Stando a quanto riportato da alcuni media nostrani il quotidiano americano avrebbe detto che: «La Calabria viene vista come un “modello” nella gestione della crisi sanitaria causata dal Coronavirus anche negli Stati Uniti» (strettoweb.com)
«Dal più famoso quotidiano del mondo, “The New York Times”, la Calabria viene vista come modello nella gestione della crisi sanitaria causata dall’emergenza Covid-19» (la Riviera)
Due esempi di questa nuova narrazione della Calabria che ha fatto il giro dei social e grazie alla quale i calabresi non si sono più sentiti gli ultimi della classe (come al solito) ma addirittura additati come modello a livello internazionale.
Qualcuno, insospettito da tanto clamore, ha persino malignato pensando che il giornalista del NYT fosse stato assoldato da Berlusconi per tessere le lodi della Santelli che, com’è noto, appartiene a Forza Italia.
Confesso subito che la cosa mi era apparsa sin da subito strana. La Calabria è una terra bellissima, ricca di cultura e di paesaggi meravigliosi, ma se c’è un qualcosa nel quale non può certo definirsi un modello da seguire nel mondo, quella è la gestione della sanità di cui, sia detto per inciso, la Presidente Santelli non ha al momento importanti responsabilità avendo ereditato dal passato una situazione disastrosa. Ho voluto fare allora quello che non era difficile fare: sono andato sul sito del «New York Times», ho cercato l’articolo e l’ho letto da cima a fondo. Beh, la realtà è un po’ diversa da come qualcuno l’ha forse ingenuamente raccontata sui social e sul web.
Abbiamo tradotto in italiano l’articolo a beneficio dei lettori de «ilReventino». Un piccolo ma utile esercizio di fact-checking.
Di seguito il testo integrale tradotto dall’inglese:
«The New York Times», 21 aprile 2020, di Jason Horowitz.
<< Per il Sud Italia, il coronavirus diventa una guerra su due fronti
Mentre affronta le devastazioni del virus, il Sud, la parte meno sviluppata d’Italia, deve fare i conti con quella che dal punto di vista economico è una carneficina mai vista dai tempi della Seconda Guerra Mondiale, con i poveri costretti a chiedere la carità
ROMA – Il coronavirus è stato già un disastro per Meorina Mazza. A marzo ha colpito il fratello, ucciso suo cugino e spinto le autorità a metterla in quarantena nella cittadina costiera di San Lucido.
Il lockdown le ha impedito di proseguire nel suo lavoro in nero di aiuto-cuoca e l’ha costretta a fare la richiesta per un sussidio.
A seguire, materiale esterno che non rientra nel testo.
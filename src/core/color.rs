use nalgebra::Vector3;

/// Fixed palette of the viewer. Flat colors are written to the framebuffer unchanged:
/// no lighting, tone mapping or gamma is applied.
pub const OUTLINE: Vector3<f32> = Vector3::new(0.0, 0.0, 0.0);
pub const AXIS_X: Vector3<f32> = Vector3::new(1.0, 0.0, 0.0);
pub const AXIS_Y: Vector3<f32> = Vector3::new(0.0, 1.0, 0.0);
pub const AXIS_Z: Vector3<f32> = Vector3::new(0.0, 0.0, 1.0);

/// Quantizes a [0, 1] channel to 8 bits.
#[inline]
pub fn to_u8(channel: f32) -> u8 {
    (channel.clamp(0.0, 1.0) * 255.0).round() as u8
}

/// Packs a color into the 0RGB layout expected by the window buffer.
#[inline]
pub fn to_0rgb(color: Vector3<f32>) -> u32 {
    let r = to_u8(color.x) as u32;
    let g = to_u8(color.y) as u32;
    let b = to_u8(color.z) as u32;
    (r << 16) | (g << 8) | b
}

#[cfg(test)]
mod tests {
    use super::*;

    #[test]
    fn packs_channels_in_order() {
        assert_eq!(to_0rgb(Vector3::new(1.0, 0.0, 0.0)), 0x00FF_0000);
        assert_eq!(to_0rgb(Vector3::new(0.0, 1.0, 0.0)), 0x0000_FF00);
        assert_eq!(to_0rgb(Vector3::new(0.0, 0.0, 1.0)), 0x0000_00FF);
    }

    #[test]
    fn out_of_range_channels_are_clamped() {
        assert_eq!(to_u8(-0.5), 0);
        assert_eq!(to_u8(2.0), 255);
        assert_eq!(to_u8(0.2), 51);
    }
}
use crate::core::framebuffer::FrameBuffer;
use crate::core::rasterizer::Rasterizer;
use crate::pipeline::commands::DrawCommand;
use crate::scene::viewport::Viewport;
use nalgebra::{Matrix4, Point3, Vector4};

/// Executes draw-command lists against an owned framebuffer.
pub struct Renderer {
    pub rasterizer: Rasterizer,
    pub framebuffer: FrameBuffer,
}

impl Renderer {
    pub fn new(width: usize, height: usize) -> Self {
        Self {
            rasterizer: Rasterizer::new(),
            framebuffer: FrameBuffer::new(width, height),
        }
    }

    /// Runs every command in order. The viewport starts out as the whole surface.
    pub fn execute(&mut self, commands: &[DrawCommand<'_>]) {
        let mut viewport = Viewport::new(0, 0, self.framebuffer.width, self.framebuffer.height);

        for command in commands {
            match command {
                DrawCommand::Clear { color } => self.framebuffer.clear(*color),
                DrawCommand::SetViewport(vp) => viewport = *vp,
                DrawCommand::Lines {
                    mvp,
                    vertices,
                    width,
                } => {
                    for segment in vertices.chunks_exact(2) {
                        self.rasterizer.draw_line(
                            &mut self.framebuffer,
                            &viewport,
                            (to_clip(mvp, &segment[0].position), segment[0].color),
                            (to_clip(mvp, &segment[1].position), segment[1].color),
                            *width,
                        );
                    }
                }
                DrawCommand::FillPolygons {
                    mvp,
                    polygons,
                    depth_offset,
                } => {
                    for polygon in polygons.iter() {
                        let clip: Vec<Vector4<f32>> =
                            polygon.positions.iter().map(|p| to_clip(mvp, p)).collect();
                        self.rasterizer.fill_polygon(
                            &mut self.framebuffer,
                            &viewport,
                            &clip,
                            polygon.color,
                            *depth_offset,
                        );
                    }
                }
                DrawCommand::OutlinePolygons {
                    mvp,
                    polygons,
                    color,
                    width,
                } => {
                    for polygon in polygons.iter() {
                        let clip: Vec<Vector4<f32>> =
                            polygon.positions.iter().map(|p| to_clip(mvp, p)).collect();
                        for (i, &start) in clip.iter().enumerate() {
                            let end = clip[(i + 1) % clip.len()];
                            self.rasterizer.draw_line(
                                &mut self.framebuffer,
                                &viewport,
                                (start, *color),
                                (end, *color),
                                *width,
                            );
                        }
                    }
                }
            }
        }
    }
}

#[inline]
fn to_clip(mvp: &Matrix4<f32>, position: &Point3<f32>) -> Vector4<f32> {
    mvp * position.to_homogeneous()
}

#[cfg(test)]
mod tests {
    use super::*;
    use crate::core::geometry::{FlatPolygon, LineVertex};
    use nalgebra::Vector3;

    #[test]
    fn clear_then_fill() {
        let mut renderer = Renderer::new(10, 10);
        let square = [FlatPolygon {
            positions: vec![
                Point3::new(-1.0, -1.0, 0.0),
                Point3::new(1.0, -1.0, 0.0),
                Point3::new(1.0, 1.0, 0.0),
                Point3::new(-1.0, 1.0, 0.0),
            ],
            color: Vector3::new(0.0, 1.0, 0.0),
        }];
        renderer.execute(&[
            DrawCommand::Clear {
                color: Vector3::zeros(),
            },
            DrawCommand::SetViewport(Viewport::new(0, 0, 5, 10)),
            DrawCommand::FillPolygons {
                mvp: Matrix4::identity(),
                polygons: &square,
                depth_offset: None,
            },
        ]);
        assert_eq!(renderer.framebuffer.get_pixel(2, 5), Some(Vector3::new(0.0, 1.0, 0.0)));
        assert_eq!(renderer.framebuffer.get_pixel(7, 5), Some(Vector3::zeros()));
    }

    #[test]
    fn odd_trailing_line_vertex_is_ignored() {
        let mut renderer = Renderer::new(10, 10);
        let white = Vector3::repeat(1.0);
        let lines = [
            LineVertex::new(Point3::new(-1.0, 0.0, 0.0), white),
            LineVertex::new(Point3::new(1.0, 0.0, 0.0), white),
            LineVertex::new(Point3::new(0.0, 1.0, 0.0), white),
        ];
        renderer.execute(&[
            DrawCommand::Clear {
                color: Vector3::zeros(),
            },
            DrawCommand::Lines {
                mvp: Matrix4::identity(),
                vertices: &lines,
                width: 1.0,
            },
        ]);
        assert_eq!(renderer.framebuffer.get_pixel(3, 5), Some(white));
        assert_eq!(renderer.framebuffer.get_pixel(3, 2), Some(Vector3::zeros()));
    }

    #[test]
    fn outline_closes_the_loop() {
        let mut renderer = Renderer::new(20, 20);
        let red = Vector3::new(1.0, 0.0, 0.0);
        let triangle = [FlatPolygon {
            positions: vec![
                Point3::new(-0.5, -0.5, 0.0),
                Point3::new(0.5, -0.5, 0.0),
                Point3::new(-0.5, 0.5, 0.0),
            ],
            color: red,
        }];
        renderer.execute(&[
            DrawCommand::Clear {
                color: Vector3::zeros(),
            },
            DrawCommand::OutlinePolygons {
                mvp: Matrix4::identity(),
                polygons: &triangle,
                color: Vector3::repeat(1.0),
                width: 1.0,
            },
        ]);
        // Closing edge from (-0.5, 0.5) back to (-0.5, -0.5) is the column at x = 5.
        assert_eq!(renderer.framebuffer.get_pixel(5, 10), Some(Vector3::repeat(1.0)));
        // Interior stays untouched.
        assert_eq!(renderer.framebuffer.get_pixel(7, 12), Some(Vector3::zeros()));
    }
}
Ora deve contare su qualcuno che le doni la farina per dare da mangiare alle figlie, ma non ha comunque di che pagare le bollette.
“Stiamo andando alla disperazione”, mi dice la Signora Mazza, madre cinquantatreenne di due figlie.
In Italia, dapprima, l’epidemia di coronavirus, tra le più letali in tutto il mondo, con oltre 24 mila morti, è scoppiata nel benestante Nord, dove ha messo a dura prova uno dei più sofisticati sistemi sanitari. Ma è stato nel più povero e meno sviluppato Sud che ha destato maggiori preoccupazioni tanto da spingere, lo scorso mese, il governo a porre tutta l’Italia in lock-down.
Ora che il governo intende riaprire gradualmente il paese, a partire dal 4 maggio, alcuni leader del Sud continuano ad avere così paura che il virus possa devastare le loro regioni da farli dichiarare che intendono proibire l’accesso ai settentrionali qualora questi volessero accelerare lo sblocco.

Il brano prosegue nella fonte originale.